La politisation du dollar est un sujet sur lequel Gianluca Benigno, également professeur d’économie à HEC Lausanne, s’est penché. Il affirme que le dollar n’est pas une monnaie neutre et stable, mais un instrument géopolitique qui pourrait être utilisé dans des confrontations économiques. 5

« Le conflit en Ukraine est un bon exemple de l’utilisation récente du dollar comme arme financière, avec la saisie des actifs de la banque centrale russe et son exclusion du système de paiement mondial SWIFT. Cela a fait prendre conscience aux autres pays qu’ils devaient trouver une alternative au dollar », explique le professeur Benigno, qui publie également le « Central Banks Watcher »6.

Ses recherches montrent que le système monétaire international fonctionne toujours selon un « cercle impérial », dépendant du dollar aussi bien en période de conjoncture économique favorable qu’en période de crise, et ce de manière croissante, et qu’il est difficile de se libérer de la dépendance cyclique vis-à-vis du billet vert. 7

La grande question qui se pose aujourd’hui est la suivante : quelles alternatives les États-nations ont-ils au dollar américain ? La Chine souhaite réduire sa dépendance et promouvoir sa propre monnaie.

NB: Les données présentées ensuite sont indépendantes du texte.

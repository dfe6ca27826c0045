//! Agent Core
//!
//! Shared foundation for the agency workspace: the base error type,
//! configuration loading, and logging setup.

pub mod config;
pub mod error;
pub mod logging;

// Re-export commonly used types
pub use config::{load_config, load_config_or_default, AgencyConfig};
pub use error::{AgentError, Result};
pub use logging::{init_logging, try_init_logging, LogConfig};
//! Echo tool for testing

use async_trait::async_trait;
use serde::Deserialize;
use serde_json::Value;

use crate::{schema::property, Result, Tool, ToolResult, ToolSchema};

/// Echo tool that returns its input unchanged
pub struct EchoTool;

#[derive(Debug, Deserialize)]
struct EchoParams {
    text: String,
}

#[async_trait]
impl Tool for EchoTool {
    fn name(&self) -> &str {
        "echo"
    }

    fn description(&self) -> &str {
        "Echo back the provided text (useful for testing)"
    }

    fn parameters_schema(&self) -> ToolSchema {
        ToolSchema::new()
            .with_description("Parameters for echo")
            .with_required_property("text", property("string", "The text to echo back"))
    }

    async fn execute(&self, params: Value) -> Result<ToolResult> {
        let params: EchoParams = serde_json::from_value(params)
            .map_err(|e| crate::ToolError::invalid_params(self.name(), e.to_string()))?;

        Ok(ToolResult::text(params.text))
    }
}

Malgré ses efforts, le renminbi ne représente que moins de 3 % des paiements mondiaux et des réserves de change.

Les développements technologiques offrent des alternatives décentralisées. Cependant, le bitcoin et les autres cryptomonnaies souffrent d’une volatilité des prix et d’un manque de soutien institutionnel, ce qui limite leur utilisation.

« Les stablecoins sont apparues comme une alternative plus crédible. Ironiquement, les plus prometteuses sont toujours adossées au dollar américain et aux actifs américains. Elles pourraient toutefois évoluer vers des substituts du dollar fonctionnant en dehors du système bancaire traditionnel. Le défi consiste à trouver une alternative », déclare le professeur Benigno.

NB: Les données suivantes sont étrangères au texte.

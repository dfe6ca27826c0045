//! Parser for tool calls in OpenAI-style responses

use serde_json::Value;

use crate::{error::LLMError, Result, ToolCall};

/// Parse OpenAI function calls from a response message
///
/// OpenAI returns tool calls in this format:
/// ```json
/// {
///   "tool_calls": [{
///     "id": "call_abc",
///     "type": "function",
///     "function": {
///       "name": "calculator",
///       "arguments": "{\"a\": 5, \"b\": 3}"
///     }
///   }]
/// }
/// ```
///
/// A message without `tool_calls` yields an empty list. Arguments that are
/// not valid JSON are kept as a raw string so schema checking can report
/// them back to the model instead of failing the whole response.
pub fn parse_openai_tool_calls(message: &Value) -> Result<Vec<ToolCall>> {
    let Some(tool_calls) = message.get("tool_calls").and_then(|v| v.as_array()) else {
        return Ok(Vec::new());
    };

    let mut parsed_calls = Vec::with_capacity(tool_calls.len());

    for (index, call) in tool_calls.iter().enumerate() {
        let id = call
            .get("id")
            .and_then(|v| v.as_str())
            .map(|s| s.to_string())
            .unwrap_or_else(|| format!("call_{}", index));

        let function = call
            .get("function")
            .ok_or_else(|| LLMError::parse("Missing function field"))?;

        let name = function
            .get("name")
            .and_then(|v| v.as_str())
            .ok_or_else(|| LLMError::parse("Missing function name"))?
            .to_string();

        let arguments = match function.get("arguments") {
            Some(Value::String(raw)) if raw.trim().is_empty() => Value::Object(Default::default()),
            Some(Value::String(raw)) => {
                serde_json::from_str(raw).unwrap_or_else(|_| Value::String(raw.clone()))
            }
            Some(other) => other.clone(),
            None => Value::Object(Default::default()),
        };

        parsed_calls.push(ToolCall {
            id,
            name,
            arguments,
        });
    }

    Ok(parsed_calls)
}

L’une des issues possibles envisagées par M. Benigno est un scénario de fragmentation monétaire au fil du temps, dans lequel aucune monnaie ne domine.

« Il pourrait y avoir plusieurs configurations. L’une centrée autour d’un bloc dollar américain impliquant les États-Unis, leurs alliés occidentaux, l’Amérique latine et les pays exportateurs de pétrole. Un bloc RMB, englobant certaines parties de l’Asie, la Russie et les partenaires chinois de la Belt and Road Initiative, et une monnaie numérique ou stablecoin permettant des règlements transfrontaliers sans passer par les banques », explique-t-il.

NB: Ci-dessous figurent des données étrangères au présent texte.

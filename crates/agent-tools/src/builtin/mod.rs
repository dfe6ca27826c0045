//! Built-in tools

pub mod bash;
pub mod echo;

pub use bash::BashTool;
pub use echo::EchoTool;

Benigno conclut : « Le fonctionnement de ce système complexe n’est pas évident. Il pourrait être moins efficace, augmenter les coûts de transaction et réduire la liquidité. Mais il pourrait mieux refléter une économie mondiale multipolaire, par opposition à une économie centrée sur une seule hégémonie financière : le dollar. »

Références :

  1. Dollar Dominance in the International Reserve System: An Update, Fonds monétaire international, 11 juin 2024
  2. Dollar Funding Fragility and non-US Global Banks, P Bacchetta, J.S Davis, E van Wincoop, Swiss Finance Institute Research Paper No. 25-65, 26 mars 2025
  3. Chocs de financement offshore en dollars et taux de change du dollar, P. Bacchetta, J.S. Davis, E. van Wincoop, manuscrit de l’Université de Lausanne, 24 janvier 2025
  4. Une mauvaise décision de la Fed pourrait nuire au dollar, Michael D Bordo et Robert N McCauley, Financial Times, 4 septembre 2025
  5. Le défi qui menace l’indépendance des banques centrales, Gianluca Benigno, Korea Herald, 7 août 2025
  6. The Central Banks Watcher, Gianluca Benigno. 
  7. Le cercle impérial du dollar, O Akinci, G Benigno, S Pelin, J Turek, IMF Economic Review 72 (2), 653-700, 6 septembre 2024.